Gain experience in monitoring your SAP environment

August 13, 2024 | By: Thomas Schlosser

Our Best Practice Paper Infrastructure monitoring for SAP Systems does a really good job to get detailed information about how to install and customize SUSE Linux Enterprise Server for SAP Applications to monitor metrics. It provide a lot of insights that can help increase uptime of critical SAP applications.

For people without any experiences in monitoring, it is however challenging to learn all the different components and how they are fit together. We all know, the best way to learn is using it in practice.
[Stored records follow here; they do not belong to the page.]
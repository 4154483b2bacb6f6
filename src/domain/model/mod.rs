// Domain models - Core types and data structures

use std::fmt;
use crate::domain::errors::DomainError;

/// Ticks per second of the fixed-point time representation.
///
/// 120000 is divisible by 24, 25, 30, 50 and 60, and by the NTSC timebases
/// 24000 and 30000, so integer frame positions at every common rate convert
/// to ticks without rounding error.
pub const TICKS_PER_SECOND: i64 = 120_000;

/// Number of marker categories in the category table
pub const CATEGORY_COUNT: usize = 5;

/// Display colors indexed by marker category
pub const CATEGORY_COLORS: [&str; CATEGORY_COUNT] =
    ["#ff0000", "#0000ff", "#00ff00", "#ffff00", "#00ffff"];

/// Comment assigned to imported markers that carry none
pub const DEFAULT_COMMENT: &str = "Marker";

/// Display color for a category index, `None` when out of range
pub fn category_color(category: usize) -> Option<&'static str> {
    CATEGORY_COLORS.get(category).copied()
}

/// Exact timeline position used as the ordering and uniqueness key for markers.
///
/// Stored as an integer tick count so that equality and ordering are exact;
/// two markers can never collide or diverge through float drift. Seconds and
/// frame indices are conversions, not state.
#[derive(Debug, Clone, Copy, Default, PartialEq, Eq, PartialOrd, Ord, Hash)]
pub struct TimeSpec {
    ticks: i64,
}

/// Integer division rounding to the nearest quotient, ties away from zero
fn div_round(n: i128, d: i128) -> i64 {
    debug_assert!(d > 0);
    let q = if n >= 0 { (n + d / 2) / d } else { (n - d / 2) / d };
    q as i64
}

impl TimeSpec {
    /// The zero position
    pub fn zero() -> Self {
        Self { ticks: 0 }
    }

    /// Create a TimeSpec from a raw tick count
    pub fn from_ticks(ticks: i64) -> Self {
        Self { ticks }
    }

    /// Create a TimeSpec from seconds, rounded to the nearest tick
    pub fn from_seconds(seconds: f64) -> Self {
        Self {
            ticks: (seconds * TICKS_PER_SECOND as f64).round() as i64,
        }
    }

    /// Create a TimeSpec from a frame index under the given frame rate
    pub fn from_frames(frame: i64, rate: FrameRate) -> Self {
        let n = frame as i128 * TICKS_PER_SECOND as i128 * rate.den() as i128;
        Self {
            ticks: div_round(n, rate.num() as i128),
        }
    }

    /// Raw tick count
    pub fn ticks(&self) -> i64 {
        self.ticks
    }

    /// Position in seconds
    pub fn as_seconds(&self) -> f64 {
        self.ticks as f64 / TICKS_PER_SECOND as f64
    }

    /// Frame index under the given frame rate, rounded to the nearest frame
    pub fn to_frames(&self, rate: FrameRate) -> i64 {
        let n = self.ticks as i128 * rate.num() as i128;
        div_round(n, TICKS_PER_SECOND as i128 * rate.den() as i128)
    }

    /// Parse a time string: seconds (e.g. 123.45), MM:SS.ms or HH:MM:SS.ms
    pub fn parse(time_str: &str) -> Result<Self, DomainError> {
        let trimmed = time_str.trim();

        // Try parsing as seconds (float)
        if let Ok(seconds) = trimmed.parse::<f64>() {
            if seconds < 0.0 {
                return Err(DomainError::BadArgs("Time cannot be negative".to_string()));
            }
            return Ok(Self::from_seconds(seconds));
        }

        let parts: Vec<&str> = trimmed.split(':').collect();
        if parts.len() == 2 {
            // MM:SS.ms format
            let minutes = parts[0]
                .parse::<u32>()
                .map_err(|_| DomainError::InvalidTimeFormat("Invalid minutes".to_string()))?;
            let seconds_part = parts[1]
                .parse::<f64>()
                .map_err(|_| DomainError::InvalidTimeFormat("Invalid seconds".to_string()))?;

            if !(0.0..60.0).contains(&seconds_part) {
                return Err(DomainError::InvalidTimeFormat(
                    "Seconds must be in [0, 60)".to_string(),
                ));
            }

            Ok(Self::from_seconds(minutes as f64 * 60.0 + seconds_part))
        } else if parts.len() == 3 {
            // HH:MM:SS.ms format
            let hours = parts[0]
                .parse::<u32>()
                .map_err(|_| DomainError::InvalidTimeFormat("Invalid hours".to_string()))?;
            let minutes = parts[1]
                .parse::<u32>()
                .map_err(|_| DomainError::InvalidTimeFormat("Invalid minutes".to_string()))?;
            let seconds_part = parts[2]
                .parse::<f64>()
                .map_err(|_| DomainError::InvalidTimeFormat("Invalid seconds".to_string()))?;

            if minutes >= 60 {
                return Err(DomainError::InvalidTimeFormat(
                    "Minutes must be less than 60".to_string(),
                ));
            }
            if !(0.0..60.0).contains(&seconds_part) {
                return Err(DomainError::InvalidTimeFormat(
                    "Seconds must be in [0, 60)".to_string(),
                ));
            }

            Ok(Self::from_seconds(
                hours as f64 * 3600.0 + minutes as f64 * 60.0 + seconds_part,
            ))
        } else {
            Err(DomainError::InvalidTimeFormat(
                "Supported formats: seconds (e.g. 123.45), MM:SS.ms (e.g. 2:30.5), HH:MM:SS.ms (e.g. 1:02:30.5)"
                    .to_string(),
            ))
        }
    }

    /// Format as HH:MM:SS.ms
    pub fn format_hms(&self) -> String {
        let seconds = self.as_seconds();
        let hours = (seconds / 3600.0) as u32;
        let minutes = ((seconds % 3600.0) / 60.0) as u32;
        let secs = (seconds % 60.0) as u32;
        let milliseconds = ((seconds % 1.0) * 1000.0).round() as u32;

        if hours > 0 {
            format!("{}:{:02}:{:02}.{:03}", hours, minutes, secs, milliseconds)
        } else {
            format!("{}:{:02}.{:03}", minutes, secs, milliseconds)
        }
    }
}

impl fmt::Display for TimeSpec {
    fn fmt(&self, f: &mut fmt::Formatter<'_>) -> fmt::Result {
        write!(f, "{}", self.format_hms())
    }
}

/// Frames-per-second as an exact rational number.
///
/// Every frame-index conversion in the crate goes through a FrameRate; frame
/// indices are rate-relative snapshots and are never stored.
#[derive(Debug, Clone, Copy, PartialEq, Eq, Hash)]
pub struct FrameRate {
    num: u32,
    den: u32,
}

fn gcd(mut a: u32, mut b: u32) -> u32 {
    while b != 0 {
        let t = a % b;
        a = b;
        b = t;
    }
    a
}

impl FrameRate {
    /// Create a new frame rate, num/den frames per second
    pub fn new(num: u32, den: u32) -> Result<Self, DomainError> {
        if num == 0 || den == 0 {
            return Err(DomainError::InvalidFrameRate(
                "Numerator and denominator must be nonzero".to_string(),
            ));
        }
        let g = gcd(num, den);
        Ok(Self {
            num: num / g,
            den: den / g,
        })
    }

    /// Numerator (frames)
    pub fn num(&self) -> u32 {
        self.num
    }

    /// Denominator (seconds)
    pub fn den(&self) -> u32 {
        self.den
    }

    /// Frames per second as a float, for display
    pub fn as_fps(&self) -> f64 {
        self.num as f64 / self.den as f64
    }

    /// Parse "25", "23.976" or "30000/1001"
    pub fn parse(rate_str: &str) -> Result<Self, DomainError> {
        let trimmed = rate_str.trim();
        if let Some((num_str, den_str)) = trimmed.split_once('/') {
            let num = num_str.trim().parse::<u32>().map_err(|_| {
                DomainError::InvalidFrameRate(format!("Invalid numerator in '{}'", rate_str))
            })?;
            let den = den_str.trim().parse::<u32>().map_err(|_| {
                DomainError::InvalidFrameRate(format!("Invalid denominator in '{}'", rate_str))
            })?;
            return Self::new(num, den);
        }
        let fps = trimmed.parse::<f64>().map_err(|_| {
            DomainError::InvalidFrameRate(format!("Invalid frame rate '{}'", rate_str))
        })?;
        if fps <= 0.0 || fps > 1000.0 {
            return Err(DomainError::InvalidFrameRate(format!(
                "Frame rate out of range: {}",
                fps
            )));
        }
        // Decimal rates are taken at millifps precision; NTSC rates should be
        // given as rationals ("30000/1001") when exactness matters.
        Self::new((fps * 1000.0).round() as u32, 1000)
    }

    /// Common frame rates
    pub fn fps_24() -> Self {
        Self { num: 24, den: 1 }
    }

    pub fn fps_25() -> Self {
        Self { num: 25, den: 1 }
    }

    pub fn fps_30() -> Self {
        Self { num: 30, den: 1 }
    }

    pub fn fps_ntsc_film() -> Self {
        Self { num: 24000, den: 1001 } // 23.976 fps
    }

    pub fn fps_ntsc() -> Self {
        Self { num: 30000, den: 1001 } // 29.97 fps
    }
}

impl fmt::Display for FrameRate {
    fn fmt(&self, f: &mut fmt::Formatter<'_>) -> fmt::Result {
        if self.den == 1 {
            write!(f, "{}", self.num)
        } else {
            write!(f, "{}/{}", self.num, self.den)
        }
    }
}

/// A labeled point annotation at an exact timeline position
#[derive(Debug, Clone, PartialEq, Eq)]
pub struct Marker {
    pub position: TimeSpec,
    pub comment: String,
    pub category: usize,
}

impl Marker {
    /// Create a new marker with category validation
    pub fn new(position: TimeSpec, comment: String, category: usize) -> Result<Self, DomainError> {
        if category >= CATEGORY_COUNT {
            return Err(DomainError::InvalidCategory(format!(
                "Category {} is outside [0, {})",
                category, CATEGORY_COUNT
            )));
        }
        Ok(Self {
            position,
            comment,
            category,
        })
    }

    /// Display color of this marker's category
    pub fn color(&self) -> &'static str {
        CATEGORY_COLORS[self.category]
    }
}

/// Fields exposed by the list-view contract of a marker model
#[derive(Debug, Clone, Copy, PartialEq, Eq)]
pub enum MarkerField {
    /// Marker comment text
    Comment,
    /// Position in seconds
    Position,
    /// Frame index at the current project frame rate, recomputed on demand
    Frame,
    /// Display color of the marker category
    Color,
    /// Category index
    Category,
}

/// Value of a single list-view field
#[derive(Debug, Clone, PartialEq)]
pub enum FieldValue {
    Text(String),
    Seconds(f64),
    Frame(i64),
    Color(&'static str),
    Category(usize),
}

#[cfg(test)]
mod tests;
But to come to the point where playing with all the components makes really fun takes often a little longer like we want to invest.

This is the moment where our ansible playbook for monitoring comes into place. The ansible playbook is deploying most of the monitoring solutions discussed in the Best Practice Paper mentioned above. This means with changing only a few parameter a complete monitoring infrastructure can be enrolled.

The components are:

Grafana Dashboard
Prometheus Server
Prometheus Node Exporter
Prometheus Alert Manager
Collectd Exporter
PCM Exporter (only available on SLES for SAP Application)
Loki Server
Promtail Agent

Get ready for the adventure – We prepare everything

Especially for playing around it is also possible to have everything in one small Virtual Maschine. In our example we use a Virtual machine with 4 CPU and 4 GB of RAM. We will install openSUSE Leap 15.6. It is of course also possible to use SUSE Linux Enterprise Server (a compatibility list can be found in the README of the ansible playbook). Before we run the ansible playbook there is at least a little preparing needed.

1. The ssh key

Our ansible playbook needs of course access to the systems we want to deploy. So a first step would be to create private and public ssh key and copy the public one to the systems.

ansible:~ # ssh-keygen
ansible:~ # ssh-copy-id root@<vm01>

Note: On creating the key, it is important to NOT Enter a passphrase. Otherwise we have to give the passphrase on every single ansible tasks.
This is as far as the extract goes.